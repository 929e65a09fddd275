//! Section and measure rewriting.
//!
//! A measure is rewritten in four steps:
//! 1. editorial markup is unwrapped and every element that is not part of the
//!    staff hierarchy is taken out of the measure,
//! 2. the tablature staff is transcribed into CMN staves placed above it,
//! 3. the elements taken out are re-targeted at the CMN events,
//! 4. they are appended back to the measure in a fixed order.

use crate::mei::document::{Document, NodeId};
use crate::mei::ids::{IdRegistry, OriginalIndex};
use crate::mei::kind::NodeKind;
use crate::mei::primitive_parser::measure_number;
use crate::transcriber::context::MeasureContext;
use crate::transcriber::events::{transform_staff, UnspelledNote};
use crate::transcriber::options::ScoreSettings;
use crate::transcriber::side_elements::Reattachment;
use crate::DiplomatError;

// preferred readings of an editorial choice
const PREFERRED_READINGS: [&str; 3] = ["corr", "reg", "expan"];

/// Rewrites every measure of `section` and returns its notes awaiting spelling,
/// in document order.
pub fn rewrite_section(
    document: &mut Document,
    ids: &mut IdRegistry,
    index: &OriginalIndex,
    settings: &ScoreSettings,
    section: NodeId,
) -> Result<Vec<UnspelledNote>, DiplomatError> {
    let mut unspelled = Vec::new();
    let mut previous: Option<String> = None;
    let measures = document.descendants_named(section, "measure");
    for (ordinal, measure) in measures.into_iter().enumerate() {
        let number = document
            .attr(measure, "n")
            .and_then(measure_number)
            .or_else(|| previous.clone())
            .unwrap_or_else(|| (ordinal + 1).to_string());
        rewrite_measure(document, ids, index, settings, measure, &number, &mut unspelled)?;
        previous = Some(number);
    }
    Ok(unspelled)
}

fn rewrite_measure(
    document: &mut Document,
    ids: &mut IdRegistry,
    index: &OriginalIndex,
    settings: &ScoreSettings,
    measure: NodeId,
    number: &str,
    unspelled: &mut Vec<UnspelledNote>,
) -> Result<(), DiplomatError> {
    unwrap_markup(document, measure);
    let isolated = isolate(document, measure);

    let tab_staff = tablature_staff(document, measure).ok_or_else(|| {
        DiplomatError::StructuralError(format!("measure {number} has no staff"))
    })?;
    let tab_n = settings.shifted_staff_number(document.attr(tab_staff, "n"));
    document.set_attr(tab_staff, "n", tab_n.clone());

    let mut context = MeasureContext::default();
    let staves = transform_staff(
        document,
        ids,
        settings,
        tab_staff,
        number,
        &mut context,
        unspelled,
    )?;
    let parent = document.parent(tab_staff).unwrap_or(measure);
    let position = document.index_in_parent(tab_staff).unwrap_or(0);
    for (offset, staff) in staves.into_iter().enumerate() {
        document.insert_child(parent, position + offset, staff);
    }
    if !settings.keep_tablature {
        document.detach(tab_staff);
    }

    let reattached = Reattachment {
        ids,
        index,
        settings,
        context: &context,
        tab_staff: &tab_n,
    }
    .reattach(document, &isolated)?;

    let appended = context
        .flag_directives()
        .iter()
        .chain(&reattached.fermata_directives)
        .chain(&reattached.fermatas)
        .chain(&reattached.annotations)
        .chain(&reattached.fingerings)
        .chain(&reattached.directives)
        .chain(&reattached.others)
        .copied()
        .collect::<Vec<_>>();
    for element in appended {
        document.append_child(measure, element);
    }
    log::debug!("Measure {number} rewritten, {} side elements re-attached", isolated.len());
    Ok(())
}

/// Replaces editorial markup below `measure` by its contents. Choices are
/// first reduced to their preferred reading.
pub fn unwrap_markup(document: &mut Document, measure: NodeId) {
    let mut pending: Vec<NodeId> = document.children(measure).to_vec();
    while let Some(node) = pending.pop() {
        match document.kind(node) {
            NodeKind::Choice => {
                let reading = preferred_reading(document, node);
                for child in document.element_children(node).collect::<Vec<_>>() {
                    if Some(child) != reading {
                        document.detach(child);
                    }
                }
                let children = document.children(node).to_vec();
                document.unwrap(node);
                pending.extend(children);
            }
            NodeKind::Wrapper => {
                let children = document.children(node).to_vec();
                document.unwrap(node);
                pending.extend(children);
            }
            kind if kind.is_regular() => pending.extend(document.children(node)),
            _ => {}
        }
    }
}

fn preferred_reading(document: &Document, choice: NodeId) -> Option<NodeId> {
    PREFERRED_READINGS
        .iter()
        .find_map(|&name| document.find_child(choice, name))
        .or_else(|| document.element_children(choice).next())
}

/// Detaches every element below `measure` that is not part of the staff
/// hierarchy, outermost first, in document order.
fn isolate(document: &mut Document, measure: NodeId) -> Vec<NodeId> {
    let mut isolated = Vec::new();
    let mut pending: Vec<NodeId> = document.children(measure).iter().rev().copied().collect();
    while let Some(node) = pending.pop() {
        let kind = document.kind(node);
        if kind == NodeKind::NonElement {
            continue;
        }
        if kind.is_regular() {
            pending.extend(document.children(node).iter().rev());
        } else {
            isolated.push(node);
        }
    }
    for &node in &isolated {
        document.detach(node);
    }
    isolated
}

/// The first staff holding tablature events, else the first staff.
fn tablature_staff(document: &Document, measure: NodeId) -> Option<NodeId> {
    let staves = document.descendants_named(measure, "staff");
    staves
        .iter()
        .copied()
        .find(|&staff| document.find_descendant(staff, "tabGrp").is_some())
        .or_else(|| staves.first().copied())
}

#[cfg(test)]
mod tests {
    use super::*;
    use crate::mei::ids::index_original_ids;
    use crate::mei::reader::parse_document;
    use crate::transcriber::options::TranscriptionOptions;
    use crate::transcriber::tuning::{NotationType, ScoreLayout, Tuning};

    fn rewrite(source: &str, options: TranscriptionOptions) -> (Document, Vec<UnspelledNote>) {
        let mut doc = parse_document(source).unwrap();
        let index = index_original_ids(&doc);
        let mut ids = IdRegistry::from_document(&doc);
        let settings = ScoreSettings::new(&options, Tuning::G, NotationType::French, 0);
        let section = doc.root();
        let unspelled = rewrite_section(&mut doc, &mut ids, &index, &settings, section).unwrap();
        (doc, unspelled)
    }

    fn child_names(doc: &Document, node: NodeId) -> Vec<String> {
        doc.element_children(node)
            .map(|e| match doc.attr(e, "n") {
                Some(n) => format!("{}{n}", doc.local_name(e)),
                None => doc.local_name(e).to_string(),
            })
            .collect()
    }

    const SECTION: &str = r##"<section>
        <measure n="7" xml:id="m1">
            <staff n="1" xml:id="s1"><layer n="1">
                <tabGrp xml:id="tg1" dur="4"><tabDurSym xml:id="ds1"/>
                    <note xml:id="tn1" tab.course="1" tab.fret="0"/></tabGrp>
                <supplied><tabGrp xml:id="tg2" dur="4"><note xml:id="tn2" tab.course="5" tab.fret="0"/></tabGrp></supplied>
            </layer></staff>
            <fing xml:id="fi1" startid="#tn2">2</fing>
            <fermata xml:id="f1" startid="#tg2"/>
            <choice><sic><dir xml:id="d1">wrong</dir></sic><corr><dir xml:id="d2">right</dir></corr></choice>
        </measure>
        <measure xml:id="m2">
            <staff n="1"><layer n="1"><tabGrp xml:id="tg3" dur="2"><tabDurSym/></tabGrp></layer></staff>
        </measure>
    </section>"##;

    #[test]
    fn measure_layout_with_tablature() {
        let (doc, unspelled) = rewrite(SECTION, TranscriptionOptions::default());
        let measure = doc.find_child(doc.root(), "measure").unwrap();
        assert_eq!(
            child_names(&doc, measure),
            vec!["staff1", "staff2", "staff3", "dir", "dir", "fermata", "fing", "dir", "dir"]
        );
        assert_eq!(unspelled.len(), 2);
        assert_eq!(unspelled[0].measure, "7");
        // the second measure has no number and inherits the previous one
        let second = doc.element_children(doc.root()).nth(1).unwrap();
        assert_eq!(doc.attr(second, "n"), None);
        assert_eq!(child_names(&doc, second), vec!["staff1", "staff2", "staff3", "dir"]);
        // the supplied tabGrp was unwrapped into the layer
        let tab_staff = doc.element_children(measure).nth(2).unwrap();
        let tab_layer = doc.find_child(tab_staff, "layer").unwrap();
        assert_eq!(child_names(&doc, tab_layer), vec!["tabGrp", "tabGrp"]);
        // only the corrected reading survives the choice
        assert!(!doc.ids().contains(&"d1"));
        assert!(doc.ids().contains(&"d2"));
    }

    #[test]
    fn measure_layout_without_tablature() {
        let options = TranscriptionOptions {
            keep_tablature: false,
            layout: ScoreLayout::Single,
            ..TranscriptionOptions::default()
        };
        let (doc, _) = rewrite(SECTION, options);
        let measure = doc.find_child(doc.root(), "measure").unwrap();
        assert_eq!(child_names(&doc, measure), vec!["staff1", "dir", "dir", "dir"]);
        assert!(!doc.ids().contains(&"tg1"));
        assert!(!doc.ids().contains(&"fi1"));
    }

    #[test]
    fn measure_numbers_for_the_oracle() {
        let source = r#"<section>
            <measure n="3a"><staff n="1"><layer><tabGrp dur="4"><note tab.course="1" tab.fret="1"/></tabGrp></layer></staff></measure>
            <measure n="x"><staff n="1"><layer><tabGrp dur="4"><note tab.course="1" tab.fret="1"/></tabGrp></layer></staff></measure>
        </section>"#;
        let (_, unspelled) = rewrite(source, TranscriptionOptions::default());
        let numbers: Vec<&str> = unspelled.iter().map(|n| n.measure.as_str()).collect();
        assert_eq!(numbers, vec!["3", "3"]);
    }

    #[test]
    fn measure_without_staff_is_structural_fault() {
        let mut doc = parse_document(r#"<section><measure n="1"/></section>"#).unwrap();
        let index = index_original_ids(&doc);
        let mut ids = IdRegistry::from_document(&doc);
        let settings = ScoreSettings::new(
            &TranscriptionOptions::default(),
            Tuning::G,
            NotationType::French,
            0,
        );
        let section = doc.root();
        assert!(matches!(
            rewrite_section(&mut doc, &mut ids, &index, &settings, section),
            Err(DiplomatError::StructuralError(_))
        ));
    }

    #[test]
    fn choice_keeps_the_preferred_reading() {
        let mut doc = parse_document(
            r#"<measure><choice><orig><dir xml:id="o"/></orig><reg><dir xml:id="r"/></reg></choice></measure>"#,
        )
        .unwrap();
        let measure = doc.root();
        unwrap_markup(&mut doc, measure);
        assert_eq!(child_names(&doc, measure), vec!["dir"]);
        assert_eq!(doc.ids(), vec!["r"]);
    }
}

ASSIGNMENT:
How many lines in this listing contain "hierarchy"? Give that number and stop.

FINISHED TASK:
2